● **The problem**: Search each line of the data for the word "resolved"; copy every line where it is found.

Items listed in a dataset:

▼

//! Service configuration
//!
//! Settings are resolved from layers, highest priority first:
//! 1. Command-line arguments (each also readable from a `QUIZ_*` environment variable)
//! 2. TOML config file
//! 3. Compiled defaults
//!
//! A missing TOML file is not an error; startup continues on defaults.

use serde::{Deserialize, Serialize};
use std::path::{Path, PathBuf};
use std::time::Duration;

use crate::leaderboard::{DEFAULT_LIST_LIMIT, DEFAULT_QUERY_WINDOW};
use crate::result::DEFAULT_USER_ID;
use crate::{Error, Result};

/// Default HTTP port
pub const DEFAULT_PORT: u16 = 5730;

/// Default Redis connection URL
pub const DEFAULT_REDIS_URL: &str = "redis://127.0.0.1:6379";

/// Default per-call store timeout
pub const DEFAULT_STORE_TIMEOUT_MS: u64 = 2000;

/// Fully resolved configuration
#[derive(Debug, Clone, PartialEq, Eq)]
pub struct ServiceConfig {
    pub bind_address: String,
    pub port: u16,
    pub redis_url: String,
    /// Optional prefix for every store key (empty = none)
    pub key_namespace: String,
    /// User id recorded for submissions without one
    pub default_user_id: i64,
    /// Rows returned by the leaderboard when no `limit` is given
    pub leaderboard_limit: usize,
    /// Index entries considered by filtered queries
    pub query_window: usize,
    pub store_timeout_ms: u64,
    pub log_level: String,
}

impl Default for ServiceConfig {
    fn default() -> Self {
        Self {
            bind_address: "127.0.0.1".to_string(),
            port: DEFAULT_PORT,
            redis_url: DEFAULT_REDIS_URL.to_string(),
            key_namespace: String::new(),
            default_user_id: DEFAULT_USER_ID,
            leaderboard_limit: DEFAULT_LIST_LIMIT,
            query_window: DEFAULT_QUERY_WINDOW,
            store_timeout_ms: DEFAULT_STORE_TIMEOUT_MS,
            log_level: "info".to_string(),
        }
    }
}

/// One configuration source; unset fields defer to lower layers
#[derive(Debug, Clone, Default, PartialEq, Eq, Serialize, Deserialize)]
#[serde(deny_unknown_fields)]
pub struct ConfigLayer {
    pub bind_address: Option<String>,
    pub port: Option<u16>,
    pub redis_url: Option<String>,
    pub key_namespace: Option<String>,
    pub default_user_id: Option<i64>,
    pub leaderboard_limit: Option<usize>,
    pub query_window: Option<usize>,
    pub store_timeout_ms: Option<u64>,
    pub log_level: Option<String>,
}

impl ServiceConfig {
    /// Merge layers (highest priority first) over the compiled defaults
    pub fn from_layers(layers: &[&ConfigLayer]) -> Self {
        let mut config = ServiceConfig::default();

        // Apply lowest priority first so higher layers overwrite
        for layer in layers.iter().rev() {
            if let Some(v) = &layer.bind_address {
                config.bind_address = v.clone();
            }
            if let Some(v) = layer.port {
                config.port = v;
            }
            if let Some(v) = &layer.redis_url {
                config.redis_url = v.clone();
            }
            if let Some(v) = &layer.key_namespace {
                config.key_namespace = v.clone();
            }
            if let Some(v) = layer.default_user_id {
                config.default_user_id = v;
            }
            if let Some(v) = layer.leaderboard_limit {
                config.leaderboard_limit = v;
            }
            if let Some(v) = layer.query_window {
                config.query_window = v;
            }
            if let Some(v) = layer.store_timeout_ms {
                config.store_timeout_ms = v;
            }
            if let Some(v) = &layer.log_level {
                config.log_level = v.clone();
            }
        }

        config
    }

    /// Reject values the service cannot run with
    pub fn validate(&self) -> Result<()> {
        if self.bind_address.trim().is_empty() {
            return Err(Error::Config("bind_address must not be empty".into()));
        }
        if self.redis_url.trim().is_empty() {
            return Err(Error::Config("redis_url must not be empty".into()));
        }
        if self.default_user_id <= 0 {
            return Err(Error::Config(format!(
                "default_user_id must be positive, got {}",
                self.default_user_id
            )));
        }
        if self.leaderboard_limit == 0 {
            return Err(Error::Config("leaderboard_limit must be at least 1".into()));
        }
        if self.query_window == 0 {
            return Err(Error::Config("query_window must be at least 1".into()));
        }
        if self.store_timeout_ms == 0 {
            return Err(Error::Config("store_timeout_ms must be at least 1".into()));
        }
        Ok(())
    }

    pub fn store_timeout(&self) -> Duration {
        Duration::from_millis(self.store_timeout_ms)
    }

    /// `host:port` string for the listener
    pub fn listen_address(&self) -> String {
        format!("{}:{}", self.bind_address, self.port)
    }
}

/// Platform config file location (`~/.config/web3-quiz/config.toml` on Linux)
pub fn default_config_path() -> Option<PathBuf> {
    dirs::config_dir().map(|d| d.join("web3-quiz").join("config.toml"))
}

/// Read a TOML config layer
///
/// Returns `Ok(None)` when the file does not exist. Callers log the outcome,
/// since this usually runs before the tracing subscriber is installed.
///
/// # Errors
/// `Config` if the file exists but cannot be read or parsed.
pub fn load_toml_config(path: &Path) -> Result<Option<ConfigLayer>> {
    if !path.exists() {
        return Ok(None);
    }

    let content = std::fs::read_to_string(path)
        .map_err(|e| Error::Config(format!("Read {} failed: {}", path.display(), e)))?;
    let layer: ConfigLayer = toml::from_str(&content)
        .map_err(|e| Error::Config(format!("Parse {} failed: {}", path.display(), e)))?;

    Ok(Some(layer))
}

#[cfg(test)]
mod tests {
    use super::*;

    #[test]
    fn test_defaults() {
        let config = ServiceConfig::default();
        assert_eq!(config.port, 5730);
        assert_eq!(config.default_user_id, 203090);
        assert_eq!(config.leaderboard_limit, 50);
        assert_eq!(config.query_window, 100);
        assert_eq!(config.key_namespace, "");
        assert!(config.validate().is_ok());
    }

    #[test]
    fn test_higher_layer_wins() {
        let cli = ConfigLayer {
            port: Some(9000),
            ..Default::default()
        };
        let file = ConfigLayer {
            port: Some(8000),
            redis_url: Some("redis://cache:6379".into()),
            ..Default::default()
        };

        let config = ServiceConfig::from_layers(&[&cli, &file]);
        assert_eq!(config.port, 9000);
        assert_eq!(config.redis_url, "redis://cache:6379");
        assert_eq!(config.leaderboard_limit, DEFAULT_LIST_LIMIT);
    }

    #[test]
    fn test_no_layers_is_default() {
        assert_eq!(ServiceConfig::from_layers(&[]), ServiceConfig::default());
    }

    #[test]
    fn test_validate_rejects_zero_limits() {
        let mut config = ServiceConfig::default();
        config.leaderboard_limit = 0;
        assert!(matches!(config.validate(), Err(Error::Config(_))));

        let mut config = ServiceConfig::default();
        config.store_timeout_ms = 0;
        assert!(config.validate().is_err());

        let mut config = ServiceConfig::default();
        config.default_user_id = 0;
        assert!(config.validate().is_err());
    }

    #[test]
    fn test_listen_address() {
        let config = ServiceConfig::default();
        assert_eq!(config.listen_address(), "127.0.0.1:5730");
        assert_eq!(config.store_timeout(), Duration::from_secs(2));
    }
}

▲

● **Response area**:
//! Settings are resolved from layers, highest priority first:
/// Fully resolved configuration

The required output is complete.